Structural Engineer’s Timber Design Software Review and Recommendations
A key tool that structural engineers rely upon in the design of non-residential or commercial building sector is structural analysis software. This software predicts the behaviour of structures and building components. The widely used structural analysis software available to engineers is dominated by concrete and steel information. For the timber industry to compete in the non-residential or commercial building sector, suitable software that includes timber information has to be readily available.
While software is used regularly for timber in domestic residential applications, there has been a lack of knowledge on suitable software for non-residential or commercial building applications. A 2010 survey of 30 structural engineering firms across Australia found that 70% of the engineers surveyed said that they were either likely or very likely to specify more timber in non-residential projects if there was a readily available structural analysis software package, which incorporated current timber and engineered wood product properties, and provided a check against compliance to AS 1720 Timber Structures – Design Methods Standards.

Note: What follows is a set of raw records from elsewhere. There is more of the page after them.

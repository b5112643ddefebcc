use std::path::PathBuf;

use clap::{Parser, Subcommand};
use tracing::info;
use tracing_appender::non_blocking::WorkerGuard;

use abi::config::{Config, LogConfig};
use abi::errors::Result;
use social::SocialCore;

#[derive(Debug, Parser)]
#[command(version, about = "maintenance tasks for the social store")]
struct Cli {
    /// yaml config file
    #[arg(short, long, default_value = "./abi/fixtures/social.yml")]
    config: PathBuf,

    #[command(subcommand)]
    command: Command,
}

#[derive(Debug, Subcommand)]
enum Command {
    /// add the missing half of one-sided friendships
    Reconcile {
        /// only repair around this user
        #[arg(long)]
        user: Option<String>,
    },
}

fn init_tracing(log: &LogConfig) -> Option<WorkerGuard> {
    let builder = tracing_subscriber::FmtSubscriber::builder()
        .with_line_number(true)
        .with_max_level(log.level());

    match &log.output {
        Some(dir) => {
            let appender = tracing_appender::rolling::daily(dir, "social.log");
            let (writer, guard) = tracing_appender::non_blocking(appender);
            builder.with_writer(writer).with_ansi(false).init();
            Some(guard)
        }
        None => {
            builder.init();
            None
        }
    }
}

#[tokio::main]
async fn main() -> Result<()> {
    let cli = Cli::parse();
    let config = Config::load(&cli.config)?;

    // keep the guard alive so buffered lines reach the file
    let _guard = init_tracing(&config.log);

    let store = db::store(&config).await?;
    let core = SocialCore::new(store, &config);

    match cli.command {
        Command::Reconcile { user } => {
            let repaired = match user {
                Some(user_id) => core.relationships.reconcile(&user_id).await?,
                None => core.relationships.reconcile_all().await?,
            };
            info!("reconcile done, {} friendship edges repaired", repaired);
        }
    }

    Ok(())
}
use crate::model::{Id, user::UserMarker};
use argon2::{
    Argon2, Params,
    password_hash::{self, PasswordHash, PasswordHasher, PasswordVerifier, SaltString},
};
use base64::{DecodeError, Engine, display::Base64Display, prelude::BASE64_STANDARD};
use std::{
    fmt::{Debug, Formatter},
    num::ParseIntError,
    str::FromStr,
};
use thiserror::Error;

pub const AUTH_TOKEN_CORE_LEN: usize = 24;
pub const AUTH_TOKEN_SALT_LEN: usize = 18;
pub const AUTH_TOKEN_HASH_LEN: usize = Params::DEFAULT_OUTPUT_LEN;
pub const PASSWORD_MIN_LEN: usize = 8;
const PASSWORD_SALT_LEN: usize = 16;

#[derive(Clone, Eq, PartialEq, Debug, Error)]
#[error("Hashing auth token failed: {0}")]
pub struct AuthTokenHashError(argon2::Error);

#[derive(Clone, Eq, PartialEq, Debug, Error)]
pub enum AuthTokenDecodeError {
    #[error("Not enough parts separated by ':'")]
    NotEnoughParts,
    #[error("Invalid user id: {0}")]
    InvalidUserId(ParseIntError),
    #[error("Decoding base64 failed: {0}")]
    Decode(#[from] DecodeError),
    #[error("The length of the core part is incorrect")]
    InvalidCoreLength,
    #[error("The length of the salt part is incorrect")]
    InvalidSaltLength,
}

/// Session token handed to the browser in a cookie.
///
/// Only [`AuthTokenHash`] is ever persisted, so a leaked database does not leak sessions.
#[derive(Clone, Eq, PartialEq, Hash)]
pub struct AuthToken {
    pub user_id: Id<UserMarker>,
    pub core: [u8; AUTH_TOKEN_CORE_LEN],
    pub salt: [u8; AUTH_TOKEN_SALT_LEN],
}

#[derive(Clone, Eq, PartialEq, Hash)]
pub struct AuthTokenHash(pub Box<[u8; AUTH_TOKEN_HASH_LEN]>);

impl AuthToken {
    #[must_use]
    pub fn generate_random(user_id: Id<UserMarker>) -> Self {
        Self {
            user_id,
            core: rand::random(),
            salt: rand::random(),
        }
    }

    #[must_use]
    pub fn as_token_str(&self) -> String {
        let user_id = self.user_id;
        let encoded_core = Base64Display::new(&self.core, &BASE64_STANDARD);
        let encoded_salt = Base64Display::new(&self.salt, &BASE64_STANDARD);

        format!("{user_id}:{encoded_core}:{encoded_salt}")
    }

    pub fn hash(&self) -> Result<AuthTokenHash, AuthTokenHashError> {
        let mut hash = Box::new([0; AUTH_TOKEN_HASH_LEN]);
        Argon2::default()
            .hash_password_into(&self.core, &self.salt, &mut *hash)
            .map_err(AuthTokenHashError)?;

        Ok(AuthTokenHash(hash))
    }
}

impl FromStr for AuthToken {
    type Err = AuthTokenDecodeError;

    fn from_str(s: &str) -> Result<Self, Self::Err> {
        let mut parts = s.splitn(3, ':');

        let user_id_part = parts.next().ok_or(Self::Err::NotEnoughParts)?;
        let core_part = parts.next().ok_or(Self::Err::NotEnoughParts)?;
        let salt_part = parts.next().ok_or(Self::Err::NotEnoughParts)?;

        let user_id = i64::from_str(user_id_part)
            .map_err(Self::Err::InvalidUserId)?
            .into();
        let core = BASE64_STANDARD
            .decode(core_part)?
            .try_into()
            .map_err(|_| Self::Err::InvalidCoreLength)?;
        let salt = BASE64_STANDARD
            .decode(salt_part)?
            .try_into()
            .map_err(|_| Self::Err::InvalidSaltLength)?;

        Ok(Self {
            user_id,
            core,
            salt,
        })
    }
}

impl Debug for AuthToken {
    fn fmt(&self, f: &mut Formatter<'_>) -> std::fmt::Result {
        f.debug_struct("AuthToken")
            .field("user_id", &self.user_id)
            .field("core", &"[redacted]")
            .field("salt", &"[redacted]")
            .finish()
    }
}

impl Debug for AuthTokenHash {
    fn fmt(&self, f: &mut Formatter<'_>) -> std::fmt::Result {
        f.debug_tuple("AuthTokenHash").field(&"[redacted]").finish()
    }
}

#[derive(Clone, Eq, PartialEq, Ord, PartialOrd, Debug, Default, Hash, Error)]
#[error("The auth token hash had an invalid length")]
pub struct InvalidAuthTokenHashError;

impl TryFrom<Vec<u8>> for AuthTokenHash {
    type Error = InvalidAuthTokenHashError;

    fn try_from(value: Vec<u8>) -> Result<Self, Self::Error> {
        let bytes: [u8; AUTH_TOKEN_HASH_LEN] =
            value.try_into().map_err(|_| InvalidAuthTokenHashError)?;
        Ok(Self(Box::new(bytes)))
    }
}

#[derive(Clone, Eq, PartialEq, Debug, Error)]
#[error("Hashing password failed: {0}")]
pub struct PasswordHashError(password_hash::Error);

/// Argon2 PHC string of a user's password.
#[derive(Clone, Eq, PartialEq, Hash)]
pub struct PasswordDigest(String);

impl PasswordDigest {
    pub fn hash(password: &str) -> Result<Self, PasswordHashError> {
        let salt_bytes: [u8; PASSWORD_SALT_LEN] = rand::random();
        let salt = SaltString::encode_b64(&salt_bytes).map_err(PasswordHashError)?;
        let hash = Argon2::default()
            .hash_password(password.as_bytes(), &salt)
            .map_err(PasswordHashError)?;

        Ok(Self(hash.to_string()))
    }

    /// Wraps a digest loaded from storage.
    #[must_use]
    pub fn from_phc(phc: String) -> Self {
        Self(phc)
    }

    #[must_use]
    pub fn as_phc(&self) -> &str {
        &self.0
    }

    #[must_use]
    pub fn verify(&self, password: &str) -> bool {
        PasswordHash::new(&self.0).is_ok_and(|parsed| {
            Argon2::default()
                .verify_password(password.as_bytes(), &parsed)
                .is_ok()
        })
    }
}

impl Debug for PasswordDigest {
    fn fmt(&self, f: &mut Formatter<'_>) -> std::fmt::Result {
        f.debug_tuple("PasswordDigest").field(&"[redacted]").finish()
    }
}

#[cfg(test)]
mod tests {
    use crate::model::{
        Id,
        auth::{AuthToken, AuthTokenDecodeError, PasswordDigest},
    };

    #[test]
    fn token_string_parses_back() {
        let token = AuthToken::generate_random(Id::new(42));
        let parsed: AuthToken = token.as_token_str().parse().unwrap();

        assert_eq!(parsed, token);
        assert_eq!(parsed.hash().unwrap(), token.hash().unwrap());
    }

    #[test]
    fn malformed_tokens_are_rejected() {
        assert_eq!(
            "42".parse::<AuthToken>(),
            Err(AuthTokenDecodeError::NotEnoughParts)
        );
        assert!(matches!(
            "x:AAAA:AAAA".parse::<AuthToken>(),
            Err(AuthTokenDecodeError::InvalidUserId(_))
        ));
        assert_eq!(
            "42:AAAA:AAAA".parse::<AuthToken>(),
            Err(AuthTokenDecodeError::InvalidCoreLength)
        );
    }

    #[test]
    fn password_digest_verifies_only_the_original() {
        let digest = PasswordDigest::hash("correct horse").unwrap();

        assert!(digest.verify("correct horse"));
        assert!(!digest.verify("wrong horse"));
        assert!(!PasswordDigest::from_phc("garbage".to_owned()).verify("correct horse"));
    }
}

Many engineers expressed uncertainty about AS 1720, as they are not frequent users of this Standard, so in turn lacked confidence in specifying timber. A software program that checks against the Standard in a transparent way would substantially reduce engineers’ risk in designing with timber and engineered wood products. In time, it would also increase comfort in the specification of timber.
The survey pointed to a wide range of timber engineering and design software programs being available, and the number has increased since the survey was conducted, but they have not been taken up by general structural engineers. In general this is because lack of awareness of the software amongst structural engineers.
The review recommends that FWPA help to publicise and promote existing timber specific structural design and analysis software to structural engineers through FWPA’s WoodSolutions program. The review also recommends that after a period of time, structural engineers should be surveyed on their software preferences to measure any change in usage. If the survey shows structural engineers are not using the existing available software program, FWPA could consider developing a generic timber Standards/Code checking compliance with AS1720 software module that could be incorporated into the most common structural analysis software.